That means "out of town".
Night before: spend 10 minutes packing because you’re never
totally unpacked, so it’s easy to throw in a few pieces of clean clothing and
be ready.
Wake up early for an early departure. Debate whether it’s
worth it to drink coffee and have to hold it until you can find a public toilet
along the journey. Choose coffee anyway because of that one time you got a
caffeine withdrawal headache when you didn’t.
If you choose to travel by boat, get to the port by 6:45am. It’s most fun to take a moto.
If you choose to take the Land Cruiser, leave the house at
7:30am.
Have I written about crossing the border yet? That’s such a
fun part of life here! (*SARCASM!!!) If you’re heading south, travel through
Rwanda, which requires leaving Congo (filling out a form, sweet talking
immigration officer, hoping he’ll be nice and not try to delay you in hopes of
getting something), entering Rwanda (waiting in line for awhile and getting a
stamp), changing money into Rwandan Francs, driving 45 minutes on nice Rwandan
roads then leaving Rwanda (line and stamp again), entering Congo (getting in
line and waiting a long time while the immigration officer writes down all the
details of your foreign passport while everyone behind you gets impatient). And
I am leaving out all the details about how you have to walk through the pedestrian
entry to the bridge or else you’ll get berated, even if there are no cars
approaching from the car entrance; taking your bags to get searched when you
enter Rwanda because they’re looking for smuggled plastic; and walking by a “health
officer” who points a “thermometer gun” at you inevitably letting you through,
even if you are really sick.
Okay, so three to six (to thirteen) hours later, you arrive
at the destination. If you traveled by boat, you have to deal with immigration
officers, even though you didn’t leave the country, but they’ll still try to find
something wrong with your documents. First stop is almost always the hotel to
drop off bags, clean up and maybe rest then find food.

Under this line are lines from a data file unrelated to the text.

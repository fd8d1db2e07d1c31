use service_mesh_registry::config::Config;
use service_mesh_registry::server;

#[global_allocator]
static GLOBAL: jemallocator::Jemalloc = jemallocator::Jemalloc;

#[tokio::main]
async fn main() -> Result<(), Box<dyn std::error::Error>> {
    tracing_subscriber::fmt()
        .with_env_filter(
            tracing_subscriber::EnvFilter::try_from_default_env()
                .unwrap_or_else(|_| tracing_subscriber::EnvFilter::new("info")),
        )
        .init();

    let config = Config::load()?;
    tracing::info!(addr = %config.listen_addr(), "Starting service registry...");
    server::start(config).await?;
    Ok(())
}
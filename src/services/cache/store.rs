use std::any::Any;
use std::sync::Arc;
use std::time::Duration;

use dashmap::DashMap;
use tokio::time::Instant;

use super::types::{CacheEntry, CacheError};

const PING_KEY: &str = "health_check";

/// 基于 DashMap 的 TTL 缓存
///
/// 值以具体类型存放，读取时克隆。`update` 在持有该键分片锁的情况下执行闭包，
/// 因此同一个键上的 "读取-修改-写回" 是原子的。闭包内不可再访问缓存本身。
#[derive(Debug, Clone, Default)]
pub struct CacheStore {
    entries: Arc<DashMap<String, CacheEntry>>,
}

impl CacheStore {
    pub fn new() -> Self {
        Self::default()
    }

    /// 写入一个值，`ttl` 为 `None` 时永不过期
    pub fn set<T>(&self, key: &str, value: T, ttl: Option<Duration>)
    where
        T: Any + Send + Sync,
    {
        let entry = CacheEntry {
            value: Box::new(value),
            expires_at: ttl.map(|ttl| Instant::now() + ttl),
        };
        self.entries.insert(key.to_string(), entry);
    }

    /// 读取一个值的克隆，过期条目视为不存在并顺便删除
    pub fn get<T>(&self, key: &str) -> Result<Option<T>, CacheError>
    where
        T: Any + Clone,
    {
        self.read(key, |value: &T| value.clone())
    }

    /// 在不克隆的情况下读取值
    pub fn read<T, R, F>(&self, key: &str, f: F) -> Result<Option<R>, CacheError>
    where
        T: Any,
        F: FnOnce(&T) -> R,
    {
        let now = Instant::now();
        match self.entries.get(key) {
            None => return Ok(None),
            Some(entry) if !entry.is_expired(now) => {
                let value = entry
                    .value
                    .downcast_ref::<T>()
                    .ok_or_else(|| CacheError::TypeMismatch {
                        key: key.to_string(),
                    })?;
                return Ok(Some(f(value)));
            }
            Some(_) => {}
        }

        self.entries.remove_if(key, |_, entry| entry.is_expired(now));
        Ok(None)
    }

    /// 原子的读改写，键不存在或已过期时从 `T::default()` 开始
    ///
    /// 每次写回都会按 `ttl` 刷新过期时间。
    pub fn update<T, R, F>(&self, key: &str, ttl: Option<Duration>, f: F) -> Result<R, CacheError>
    where
        T: Any + Default + Send + Sync,
        F: FnOnce(&mut T) -> R,
    {
        let now = Instant::now();
        let mut slot = self
            .entries
            .entry(key.to_string())
            .or_insert_with(|| CacheEntry {
                value: Box::new(T::default()),
                expires_at: None,
            });

        if slot.is_expired(now) {
            slot.value = Box::new(T::default());
        }

        let value = slot
            .value
            .downcast_mut::<T>()
            .ok_or_else(|| CacheError::TypeMismatch {
                key: key.to_string(),
            })?;
        let output = f(value);
        slot.expires_at = ttl.map(|ttl| now + ttl);

        Ok(output)
    }

    pub fn delete(&self, key: &str) -> bool {
        self.entries.remove(key).is_some()
    }

    pub fn contains(&self, key: &str) -> bool {
        let now = Instant::now();
        self.entries
            .get(key)
            .is_some_and(|entry| !entry.is_expired(now))
    }

    /// 清理所有过期条目，返回删除数量
    pub fn purge_expired(&self) -> usize {
        let now = Instant::now();
        let before = self.entries.len();
        self.entries.retain(|_, entry| !entry.is_expired(now));
        let removed = before.saturating_sub(self.entries.len());

        if removed > 0 {
            tracing::debug!(removed = removed, "Purged expired cache entries");
        }

        removed
    }

    pub fn len(&self) -> usize {
        self.entries.len()
    }

    pub fn is_empty(&self) -> bool {
        self.entries.is_empty()
    }

    /// 写入再读回一个探针值，用于依赖健康检查
    pub fn ping(&self) -> Result<(), CacheError> {
        self.set(PING_KEY, String::from("ping"), Some(Duration::from_secs(1)));
        match self.get::<String>(PING_KEY)? {
            Some(value) if value == "ping" => Ok(()),
            _ => Err(CacheError::TypeMismatch {
                key: PING_KEY.to_string(),
            }),
        }
    }
}

#[cfg(test)]
mod tests {
    use super::*;

    #[tokio::test(start_paused = true)]
    async fn test_entry_expires_after_ttl() {
        let cache = CacheStore::new();
        cache.set("k", 42u32, Some(Duration::from_secs(5)));
        assert_eq!(cache.get::<u32>("k").unwrap(), Some(42));

        tokio::time::advance(Duration::from_secs(6)).await;
        assert_eq!(cache.get::<u32>("k").unwrap(), None);
        assert!(cache.is_empty());
    }

    #[tokio::test]
    async fn test_update_is_read_modify_write() {
        let cache = CacheStore::new();
        for _ in 0..3 {
            cache
                .update("counter", None, |n: &mut u64| *n += 1)
                .unwrap();
        }
        assert_eq!(cache.get::<u64>("counter").unwrap(), Some(3));
    }

    #[tokio::test]
    async fn test_concurrent_updates_do_not_lose_writes() {
        let cache = CacheStore::new();
        let mut handles = Vec::new();
        for _ in 0..8 {
            let cache = cache.clone();
            handles.push(tokio::spawn(async move {
                for i in 0..250u32 {
                    cache
                        .update("list", None, |list: &mut Vec<u32>| list.push(i))
                        .unwrap();
                }
            }));
        }
        for handle in handles {
            handle.await.unwrap();
        }

        let len = cache.read("list", |list: &Vec<u32>| list.len()).unwrap();
        assert_eq!(len, Some(2000));
    }

    #[tokio::test]
    async fn test_type_mismatch_is_reported() {
        let cache = CacheStore::new();
        cache.set("k", String::from("text"), None);
        assert!(matches!(
            cache.get::<u32>("k"),
            Err(CacheError::TypeMismatch { .. })
        ));
    }

    #[tokio::test(start_paused = true)]
    async fn test_purge_expired() {
        let cache = CacheStore::new();
        cache.set("short", 1u8, Some(Duration::from_secs(1)));
        cache.set("long", 2u8, None);

        tokio::time::advance(Duration::from_secs(2)).await;
        assert_eq!(cache.purge_expired(), 1);
        assert!(cache.contains("long"));
        assert!(cache.ping().is_ok());
    }
}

We eat a lot of local food while we’re in the field, and I
almost always love it. Except one time when I got a fish bone caught in my
throat and was trying to swallow a half a banana without chewing to wash it
down or chewing only three times peanut butter crackers (that I’d been hoarding
since we arrived) and trying to swallow to wash it down. I love fish, cooked
greens (any kind), cabbage, beans, goat, and fufu (called nshima in Zambia, it’s
the maize meal cooked to a consistency where you eat a “lump” and make it into
little balls to scoop up your other food.)
After that, I usually just hold onto my hat and follow Serge
around because I’m a lot less helpful on the field. French is for
administration and office work. Swahili is the language most used on field
visits, and white people are mostly used to attract attention and requests for
money. Occasionally we are also used to scare children when their mothers
whisper things about mzungus in their ears as we walk by.
We meet with partners and Seeders and go see their projects.
Serge and I always try to sit down with just the Seeder to give them an
opportunity to tell us about anything that’s not working well or to deal with
finances or talk other “Seed program” details.
Wherever we are, Serge knows people, so he usually goes out
in the evening to socialize, and I stay in the hotel, trying to avoid attention
and curiosity of other hotel guests or staff or people passing on the street.
Despite the sarcastic tone of this blog post, I really enjoy
being on the field, getting to see our Seeders where they are in their element,
and interacting with beneficiaries of some good projects. I don’t get to see
the positive results of our programs often enough, so I like seeing, smiling,
(not so much smelling). Sometimes I feel like a proud mama hen watching her
chicks as they become all independent. We’re usually on the field a week or so
of every month, if there is a usual.